What Techniques Are Used In Psychodynamic Counseling Sessions?
Having established the fact that understanding the patient’s past is the cornerstone of psychodynamic counseling, let’s take a moment to focus on some of the techniques used by therapists to help patients achieve long-term sobriety:
Interpretation – This aspect of psychodynamic counseling is one whereby the therapist will examine the unconscious thoughts and forces that can influence the patient’s decision to abuse drugs or alcohol. The general premise lies in the fact that once the patient becomes cognizant of these potential triggers they can find better and more constructive ways of dealing with them.
Free association – Rooted in the Freudian technique, free association is a component of psychodynamic counseling that encourages patients to speak freely about issues in their lives that they believe play a role in their decision to abuse drugs or alcohol. This aspect of counseling is slightly different from interpretation in that it is based on the patient’s own beliefs as opposed to the opinions of their therapist.
Transference – This aspect of psychodynamic counseling gives the patient an opportunity to evaluate their therapist. During this part of their counseling session, patients will transfer deep-seated thoughts and emotions on to their therapists instead of allowing these feelings to be a catalyst for negative behavior, which often results in relapse.
What Makes Psychodynamic Counseling So Effective?
As with most forms of addiction therapy counseling, psychodynamic therapy significantly improves the likelihood of long-term recovery success. Because of the strong patient-therapist bond, patients feel less inhibited when it comes to sharing their thoughts, opinions, and beliefs as they relate to addiction. It should be noted that these counseling sessions are conducted over a period of weeks and could go on for years depending on the needs of the patient. With each new psychodynamic counseling session, patients learn skills that can help them overcome negative thoughts and emotions that can trigger substance abuse.

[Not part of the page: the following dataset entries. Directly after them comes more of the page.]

use serde::{Deserialize, Serialize};

/// A single Fibonacci level: ratio (percent) and the price it maps to.
#[derive(Debug, Clone, Copy, PartialEq, Serialize, Deserialize)]
pub struct Level {
    pub ratio: f64,
    pub price: f64,
}

/// Which level family a target was taken from.
#[derive(Debug, Clone, Copy, PartialEq, Eq, Serialize, Deserialize)]
#[serde(rename_all = "lowercase")]
pub enum LevelKind {
    Retracement,
    Extension,
}

/// The next level beyond a crossed one, in the direction of the break.
#[derive(Debug, Clone, Copy, PartialEq, Serialize, Deserialize)]
pub struct Target {
    #[serde(rename = "type")]
    pub kind: LevelKind,
    pub ratio: f64,
    pub price: f64,
}

/// Direction of a level crossing.
#[derive(Debug, Clone, Copy, PartialEq, Eq, Hash, Serialize, Deserialize)]
#[serde(rename_all = "snake_case")]
pub enum SignalKind {
    ResistanceBreak,
    SupportBreak,
}

impl SignalKind {
    /// Get display label.
    pub fn label(&self) -> &'static str {
        match self {
            SignalKind::ResistanceBreak => "Resistance Break",
            SignalKind::SupportBreak => "Support Break",
        }
    }
}

/// A level-crossing signal.
///
/// Serialized with a `type` tag so consumers see
/// `{"type": "resistance_break", "level": 50.0, "price": ..., "nextTarget": ...}`.
#[derive(Debug, Clone, Copy, PartialEq, Serialize, Deserialize)]
#[serde(tag = "type", rename_all = "snake_case")]
pub enum FibSignal {
    ResistanceBreak {
        level: f64,
        price: f64,
        #[serde(rename = "nextTarget")]
        next_target: Option<Target>,
    },
    SupportBreak {
        level: f64,
        price: f64,
        #[serde(rename = "nextTarget")]
        next_target: Option<Target>,
    },
}

impl FibSignal {
    pub fn kind(&self) -> SignalKind {
        match self {
            FibSignal::ResistanceBreak { .. } => SignalKind::ResistanceBreak,
            FibSignal::SupportBreak { .. } => SignalKind::SupportBreak,
        }
    }

    /// Ratio of the crossed level.
    pub fn level(&self) -> f64 {
        match self {
            FibSignal::ResistanceBreak { level, .. } | FibSignal::SupportBreak { level, .. } => {
                *level
            }
        }
    }

    /// Price of the crossed level.
    pub fn price(&self) -> f64 {
        match self {
            FibSignal::ResistanceBreak { price, .. } | FibSignal::SupportBreak { price, .. } => {
                *price
            }
        }
    }

    pub fn next_target(&self) -> Option<Target> {
        match self {
            FibSignal::ResistanceBreak { next_target, .. }
            | FibSignal::SupportBreak { next_target, .. } => *next_target,
        }
    }
}

/// Retracement and extension levels for one price range, plus the signals
/// detected against the current price.
#[derive(Debug, Clone, Default, PartialEq, Serialize, Deserialize)]
pub struct PriceLevelSet {
    /// Retracement levels in configured ratio order.
    pub retracements: Vec<Level>,
    /// Extension levels in configured ratio order.
    pub extensions: Vec<Level>,
    /// At most one resistance break and one support break.
    pub signals: Vec<FibSignal>,
}

impl PriceLevelSet {
    /// Look up a retracement price by ratio.
    pub fn retracement(&self, ratio: f64) -> Option<f64> {
        find_level(&self.retracements, ratio)
    }

    /// Look up an extension price by ratio.
    pub fn extension(&self, ratio: f64) -> Option<f64> {
        find_level(&self.extensions, ratio)
    }

    /// First signal of the given kind, if any.
    pub fn signal(&self, kind: SignalKind) -> Option<&FibSignal> {
        self.signals.iter().find(|s| s.kind() == kind)
    }

    pub fn has_signal(&self, kind: SignalKind) -> bool {
        self.signal(kind).is_some()
    }
}

fn find_level(levels: &[Level], ratio: f64) -> Option<f64> {
    levels
        .iter()
        .find(|l| l.ratio == ratio)
        .map(|l| l.price)
}

/// Proximity-based confidence for a set of levels.
#[derive(Debug, Clone, Copy, PartialEq, Serialize, Deserialize)]
pub struct ConfidenceResult {
    /// Score in [10, 100].
    pub confidence: f64,
    pub reliable: bool,
}

/// Levels, signals and confidence for one instrument, after gating.
#[derive(Debug, Clone, PartialEq, Serialize, Deserialize)]
#[serde(rename_all = "camelCase")]
pub struct FibonacciAnalysis {
    pub high: f64,
    pub low: f64,
    pub current_price: f64,
    #[serde(flatten)]
    pub levels: PriceLevelSet,
    pub confidence: f64,
    pub reliable: bool,
}

impl FibonacciAnalysis {
    /// The signal shown for this instrument (resistance first).
    pub fn primary_signal(&self) -> Option<&FibSignal> {
        self.levels.signals.first()
    }
}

During one-on-one individual counseling sessions, the therapist will sit directly across from the patient as they guide them through exercises that will aid in the recovery process. This approach to addiction therapy further strengthens the bond between the patient and the therapist. Of course, some aspects of therapy can vary from patient to patient, including the conversations between the patient and the therapist as they can revolve around specific events in each patient’s life. In all cases, however, these counseling sessions are designed to allow patients to feel comfortable when it comes to sharing their thoughts and opinions. All in all, the benefits associated with psychodynamic therapy include
- Understanding how the patient’s past can influence present-day behaviors
- Encourages patients to end their relationship with drugs and alcohol
- Identifying the underlying cause of addiction
- Provides lifelong skills to ensure long-term recovery
How to Choose the Right Psychodynamic Therapist
The success of psychodynamic therapy depends on the patient’s commitment to ending their relationship with drugs or alcohol; however, it also depends on the therapist and their ability to effectively engage with the patient. Some of the attributes that define a good therapist include
- A willingness to bond with their patients
- An ability to address the specific needs of their patients
- Open and honest communication
- Have the capacity to allow patients to feel comfortable sharing their thoughts and feelings
- An ability to structure counseling sessions based on the psychological needs of the patient
In summation, psychodynamic therapy is a viable option for those seeking aftercare following detox. These counseling sessions can mean the difference between an addiction-free life and a resumption of old behavioral patterns that will likely culminate with relapse. If you’re serious about ending your relationship with drugs or alcohol, contact us today.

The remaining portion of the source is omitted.